空気読めない――暗号の国
マリ共和国出身、京都精華大学学長、ウスビ・サコ著『ウスビ・サコの「まだ、空気読めません」 』。一部の章を全文公開中!
イラスト:鈴木千佳子
「アホのサコ、奴隷の旅からきたんか?」
マリでは、苗字によって民族や社会的属性がわかります。たとえば、私の苗字「サコ」(SACKO, SAKHO, SAKO)は、ソニンケ族(サラコレ、マラカ)のもので、代々商人を生業としてきた家系です。
また、「サナンクヤ」(Sanankuya)と呼ばれる慣習があります。これは、ゆかりのある苗字同士のあいだで冗談を言いあい、コミュニケーションを交わす文化です。

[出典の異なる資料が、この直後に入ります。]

//! Rigid-body dynamics: the body interface consumed by the solver,
//! and the joint constraint solver itself.

pub mod rigid_body;
pub mod solver;
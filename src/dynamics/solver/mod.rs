//! The sequential-impulse joint solver.
//!
//! The solver operates on per-island arrays of body state supplied by the
//! outer physics step. Within one island, joints are solved strictly
//! sequentially; each impulse is written back to the island arrays
//! immediately so that subsequent constraints in the same pass observe it.
//! The solve order affects convergence speed but not correctness.

pub mod joint_graph;
pub mod joints;

use crate::{
    dynamics::rigid_body::RigidBody,
    math::{Scalar, Vector},
};
use joints::Joint;

/// Tunable parameters of the joint solver.
///
/// These are operational tuning knobs, injected into [`SolverData`] each
/// tick rather than compiled in, so that physics tuning can be changed at
/// runtime and tests can supply their own values.
#[derive(Clone, Copy, Debug, PartialEq)]
#[cfg_attr(feature = "serialize", derive(serde::Serialize, serde::Deserialize))]
pub struct SolverSettings {
    /// The positional tolerance below which a linear constraint error is
    /// considered satisfied. Chasing exact zero error would make the solver
    /// jitter forever.
    pub linear_slop: Scalar,
    /// The angular equivalent of [`linear_slop`](Self::linear_slop), in radians.
    pub angular_slop: Scalar,
    /// The maximum linear position correction applied in a single solver pass.
    pub max_linear_correction: Scalar,
    /// The maximum angular position correction applied in a single solver pass, in radians.
    pub max_angular_correction: Scalar,
    /// Whether accumulated impulses from the previous tick are applied at
    /// constraint initialization to seed the iterative solver.
    pub warm_starting: bool,
    /// The number of velocity-solving passes per tick.
    pub velocity_iterations: usize,
    /// The maximum number of position-solving passes per tick.
    pub position_iterations: usize,
}

impl SolverSettings {
    /// The default linear slop, in meters.
    pub const DEFAULT_LINEAR_SLOP: Scalar = 0.005;
}

impl Default for SolverSettings {
    fn default() -> Self {
        Self {
            linear_slop: Self::DEFAULT_LINEAR_SLOP,
            angular_slop: 2.0 / 180.0 * crate::math::PI,
            max_linear_correction: 0.2,
            max_angular_correction: 8.0 / 180.0 * crate::math::PI,
            warm_starting: true,
            velocity_iterations: 8,
            position_iterations: 3,
        }
    }
}

/// The per-tick context handed to every solver phase.
///
/// The position and velocity arrays are shared by all bodies of the batch.
/// A body's entry lives at `island_offset + island_index`; the offset allows
/// several islands to be packed into the same backing arrays.
pub struct SolverData<'a> {
    /// The duration of the tick in seconds.
    pub frame_time: Scalar,
    /// The inverse of [`frame_time`](Self::frame_time).
    pub inv_dt: Scalar,
    /// The ratio of this tick's time step to the previous tick's.
    ///
    /// Used to rescale warm-started impulses under variable time steps.
    pub dt_ratio: Scalar,
    /// Whether warm starting is enabled for this tick.
    pub warm_starting: bool,
    /// See [`SolverSettings::linear_slop`].
    pub linear_slop: Scalar,
    /// See [`SolverSettings::angular_slop`].
    pub angular_slop: Scalar,
    /// See [`SolverSettings::max_linear_correction`].
    pub max_linear_correction: Scalar,
    /// See [`SolverSettings::max_angular_correction`].
    pub max_angular_correction: Scalar,
    /// The offset of this island's bodies within the shared arrays.
    pub island_offset: usize,
    /// The world-space positions of the bodies.
    pub positions: &'a mut [Vector],
    /// The rotation angles of the bodies, in radians.
    pub angles: &'a mut [Scalar],
    /// The linear velocities of the bodies.
    pub linear_velocities: &'a mut [Vector],
    /// The angular velocities of the bodies, in radians per second.
    pub angular_velocities: &'a mut [Scalar],
}

impl<'a> SolverData<'a> {
    /// Returns the index of the given body within the shared island arrays.
    #[inline]
    pub fn body_index(&self, body: &RigidBody) -> usize {
        self.island_offset + body.island_index
    }
}

/// Initializes the velocity constraints of every enabled joint.
///
/// Must be called exactly once per tick before any solving pass. Applies
/// warm-started impulses to the island velocities when enabled.
pub fn init_velocity_constraints(
    joints: &mut [Joint],
    bodies: &[RigidBody],
    data: &mut SolverData,
) {
    for joint in joints.iter_mut() {
        if !joint.enabled {
            continue;
        }

        let body_a = &bodies[joint.body_a.index()];
        let body_b = &bodies[joint.body_b.index()];
        joint.init_velocity_constraints(body_a, body_b, data);
    }
}

/// Runs one velocity-solving pass over every enabled joint.
pub fn solve_velocity_constraints(joints: &mut [Joint], data: &mut SolverData) {
    for joint in joints.iter_mut() {
        if !joint.enabled {
            continue;
        }

        joint.solve_velocity_constraints(data);
    }
}

/// Runs one position-solving pass over every enabled joint.
///
/// Returns `true` when every joint reported a position error within
/// tolerance, letting the caller stop iterating early.
pub fn solve_position_constraints(joints: &mut [Joint], data: &mut SolverData) -> bool {
    let mut solved = true;

    for joint in joints.iter_mut() {
        if !joint.enabled {
            continue;
        }

        solved &= joint.solve_position_constraints(data);
    }

    solved
}

/// Checks the breakpoint of every joint, disabling joints whose reaction
/// force exceeded it.
///
/// Disabling is not removal: a broken joint stays in place, inert, until
/// the owning system reacts to it.
pub fn validate_joints(joints: &mut [Joint], inv_dt: Scalar) {
    for joint in joints.iter_mut() {
        joint.validate(inv_dt);
    }
}

/// Runs the full per-tick solving sequence over the given joints:
/// one initialization, `velocity_iterations` velocity passes,
/// up to `position_iterations` position passes with early exit,
/// and a final breakpoint validation.
///
/// Callers that integrate velocities into positions between the velocity
/// and position phases should invoke the individual phase functions instead.
///
/// Returns `true` if the position errors of all joints were solved to
/// within tolerance.
pub fn solve_joints(
    joints: &mut [Joint],
    bodies: &[RigidBody],
    data: &mut SolverData,
    velocity_iterations: usize,
    position_iterations: usize,
) -> bool {
    init_velocity_constraints(joints, bodies, data);

    for _ in 0..velocity_iterations {
        solve_velocity_constraints(joints, data);
    }

    let mut position_solved = false;

    for _ in 0..position_iterations {
        if solve_position_constraints(joints, data) {
            position_solved = true;
            break;
        }
    }

    validate_joints(joints, data.inv_dt);

    position_solved
}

たとえば、私がマリに帰って入国審査を受けたさい、審査官にいきなり「アホのサコ、奴隷の旅からきたんか?」と言われたことがありました。ひさしぶりのマリでびっくりしてしまい、「なんやねん!」と強い言葉で返すと、審査官から「君はまだまだマリ人として一人前になっていないね」とたしなめられてしまいました。本来ならば、私も相手がサナンクヤの関係にある苗字かどうかを確認して、「君こそ僕の奴隷」と冗談で返すべきだったのです。
ほかにも、とある会社に用事があったとき、窓口の担当者が冗談を言いあう関係にある苗字の人だったことがありました。その人はほかの客たちに、「このガキは私の手下なので、先にとおしてあげて」と笑ってお願いしてくれました。
冗談を許しあうことは、おたがいが良好な関係にあることの証です。そして、相手に対して無償の支援と愛を注いでいることも意味しているのです。
サナンクヤの冗談をふっかけてきた砂売り。
苗字を伝えたところ、
「お前は奴隷だろ! これ手伝え!」とさけんできた
日本語のあいまいさ
これまで世界中を旅して、いくつかの国や民族の言葉を話せるようになった私ですが、日本語ほどむずかしい言語はありません。
私はよく、「日本語には論理性がない」と口にします。厳密には論理的な構造があるのかもしれません。しかし、日本語を理解するためには、言葉だけではなく、日本文化についての知識もそなえている必要があります。そうでなければ、言葉の裏にある真意や、行間にひそむメッセージをつかみそこねてしまうのです。
外国人の多くは、はじめに日本語の文法から教えられ、しだいに会話を習っていきます。学習のなかでの教科書的な日本語であれば、まだ論理的に理解できることもあります。ところが、実際の生活のなかでは、「にぎやかでよろしいね」が「うるさくて迷惑です」を意味するなど、教科書どおりにはいかないのです。
文法の学習のなかでも、どういうことやねん、と違和感を覚えてしまうことがありました。たとえば、喫茶店で注文をする場面の練習です。「何になさいますか?」という質問に対し、「僕はコーヒーだ」と答えることが、どうしても腑に落ちませんでした。たとえば英語で、“What do you want ?”と聞かれて“I’m coffee.”と答えるなんてありえません。何らかの言葉が省略されているためか、文法構造がいったいどうなっているのか見当もつかないケースが、無数にあったのです。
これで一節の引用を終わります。